By Zandi Shabalala
LONDON (Reuters) – Europe’s metals recycling industry could collapse under the European Commission’s proposed changes to waste shipments that clamp down on exports to encourage recycling, members of the Bureau of International Recycling (BIR) have warned.
The EU proposals aim to restrict the export of waste materials such as metals, plastics and textiles as part of efforts to increase recycling within the bloc and stop waste being shipped to emerging market countries where it may be dumped rather than recycled.
But BIR members said the regulations would create a surplus of material in the region and disrupt the flow of scrap metals and other materials to buyers outside the EU.
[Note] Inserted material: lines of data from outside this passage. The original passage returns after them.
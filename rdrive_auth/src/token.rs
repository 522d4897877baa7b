use crate::{Error, RefreshCredentials, Result};
use async_trait::async_trait;
use serde::Deserialize;
use std::{
    convert::TryInto,
    fmt,
    time::{Duration, SystemTime},
};
use tokio::sync::Mutex;
use tracing::debug;
use url::Url;

/// An access token and the time it stops being valid.
#[derive(Clone, PartialEq, Eq, Hash)]
pub struct AccessToken {
    pub access_token: String,
    /// `None` if the expiry time is unknown. Such a token is treated as valid.
    pub expiry_time: Option<SystemTime>,
}

impl AccessToken {
    /// Creates a new [`AccessToken`] without an expiry time.
    pub fn new<S: Into<String>>(access_token: S) -> Self {
        Self {
            access_token: access_token.into(),
            expiry_time: None,
        }
    }

    /// Creates a new [`AccessToken`] that expires at the given time.
    pub fn expiring_at<S: Into<String>>(access_token: S, expiry_time: SystemTime) -> Self {
        Self {
            access_token: access_token.into(),
            expiry_time: Some(expiry_time),
        }
    }

    /// Returns whether the token has expired.
    pub fn has_expired(&self) -> bool {
        match self.expiry_time {
            Some(v) => v <= SystemTime::now(),
            None => false,
        }
    }
}

impl fmt::Debug for AccessToken {
    fn fmt(&self, f: &mut fmt::Formatter<'_>) -> fmt::Result {
        f.debug_struct("AccessToken")
            .field("access_token", &"<redacted>")
            .field("expiry_time", &self.expiry_time)
            .finish()
    }
}

/// Returns `None` for a missing `expires_in` and for one too large to represent, both treated as
/// never expiring.
fn get_token_expiry_time(expires_in: Option<i64>) -> Option<SystemTime> {
    let secs: u64 = expires_in?.try_into().unwrap_or_default();
    SystemTime::now().checked_add(Duration::from_secs(secs))
}

/// Source of bearer tokens for authenticated requests.
#[async_trait]
pub trait TokenProvider: Send + Sync {
    /// Returns a currently valid access token, refreshing it first if needed.
    async fn access_token(&self) -> Result<String>;
}

/// A pre-obtained access token that is never refreshed.
#[derive(Clone)]
pub struct StaticToken(String);

impl StaticToken {
    pub fn new<S: Into<String>>(access_token: S) -> Self {
        Self(access_token.into())
    }
}

impl fmt::Debug for StaticToken {
    fn fmt(&self, f: &mut fmt::Formatter<'_>) -> fmt::Result {
        f.write_str("StaticToken(<redacted>)")
    }
}

#[async_trait]
impl TokenProvider for StaticToken {
    async fn access_token(&self) -> Result<String> {
        Ok(self.0.clone())
    }
}

#[derive(Debug, Deserialize)]
struct TokenResponse {
    access_token: String,
    expires_in: Option<i64>,
    refresh_token: Option<String>,
}

#[derive(Debug, Deserialize)]
struct TokenErrorResponse {
    error: String,
    error_description: Option<String>,
}

struct RefreshState {
    refresh_token: String,
    access_token: Option<AccessToken>,
}

/// A token provider that exchanges a refresh token for access tokens on demand.
///
/// The current access token is cached until it expires. A new refresh token returned by the
/// token endpoint replaces the old one.
pub struct RefreshingToken {
    client: reqwest::Client,
    token_uri: Url,
    client_id: String,
    client_secret: String,
    state: Mutex<RefreshState>,
}

impl RefreshingToken {
    /// Creates a new [`RefreshingToken`] that refreshes against `token_uri`.
    pub fn new(credentials: RefreshCredentials, token_uri: Url) -> Self {
        Self {
            client: reqwest::Client::new(),
            token_uri,
            client_id: credentials.client_id,
            client_secret: credentials.client_secret,
            state: Mutex::new(RefreshState {
                refresh_token: credentials.refresh_token,
                access_token: credentials.access_token,
            }),
        }
    }

    async fn refresh(&self, refresh_token: &str) -> Result<TokenResponse> {
        debug!(token_uri = %self.token_uri, "refreshing access token");
        let response = self
            .client
            .post(self.token_uri.clone())
            .form(&[
                ("grant_type", "refresh_token"),
                ("refresh_token", refresh_token),
                ("client_id", &self.client_id),
                ("client_secret", &self.client_secret),
            ])
            .send()
            .await?;
        let status = response.status();
        if status.is_success() {
            return Ok(response.json().await?);
        }
        let (error, description) = match response.json::<TokenErrorResponse>().await {
            Ok(v) => (v.error, v.error_description),
            Err(_) => (status.to_string(), None),
        };
        Err(Error::TokenEndpoint {
            status: status.as_u16(),
            error,
            description,
        })
    }
}

impl fmt::Debug for RefreshingToken {
    fn fmt(&self, f: &mut fmt::Formatter<'_>) -> fmt::Result {
        f.debug_struct("RefreshingToken")
            .field("token_uri", &self.token_uri)
            .field("client_id", &self.client_id)
            .finish()
    }
}

#[async_trait]
impl TokenProvider for RefreshingToken {
    async fn access_token(&self) -> Result<String> {
        let mut state = self.state.lock().await;
        if let Some(token) = state.access_token.as_ref().filter(|v| !v.has_expired()) {
            return Ok(token.access_token.clone());
        }
        let token = self.refresh(&state.refresh_token).await?;
        if let Some(v) = token.refresh_token {
            state.refresh_token = v;
        }
        let access_token = token.access_token.clone();
        state.access_token = Some(AccessToken {
            access_token: token.access_token,
            expiry_time: get_token_expiry_time(token.expires_in),
        });
        Ok(access_token)
    }
}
“The EU Green Deal if carried out in the guise of a ‘one fits all’ approach may have detrimental effects to green recycling in areas such as ours,” European Metal Recycling’s Murat Bayram said during the BIR’s annual World Recycling Convention, taking place online this year.
“Export restrictions would result in nothing short of a collapse of the current strong green infrastructure that relies on unhampered access to end-markets all over the world,” Bayram added.
The metals industry argues that lumping together all secondary materials as “waste” obscures the high-quality metal that goes into smelting facilities and that European recyclers do not have enough capacity to process it all.
“The worst that can happen with the Waste Shipment Regulation revision is an increase in unjustified export prohibitions and inclusion of technical barriers to trade, such as requiring exactly the same company conditions outside the EU as within the EU, that will make exports impossible,” Ross Bartley, BIR’s environmental and trade director, told Reuters.
A spokeswoman on environment, maritime affairs and fisheries at the EU said the adoption of legislative proposals on waste shipments was scheduled for later this year but did not have a more precise date. She had no immediate response to the BIR’s comments.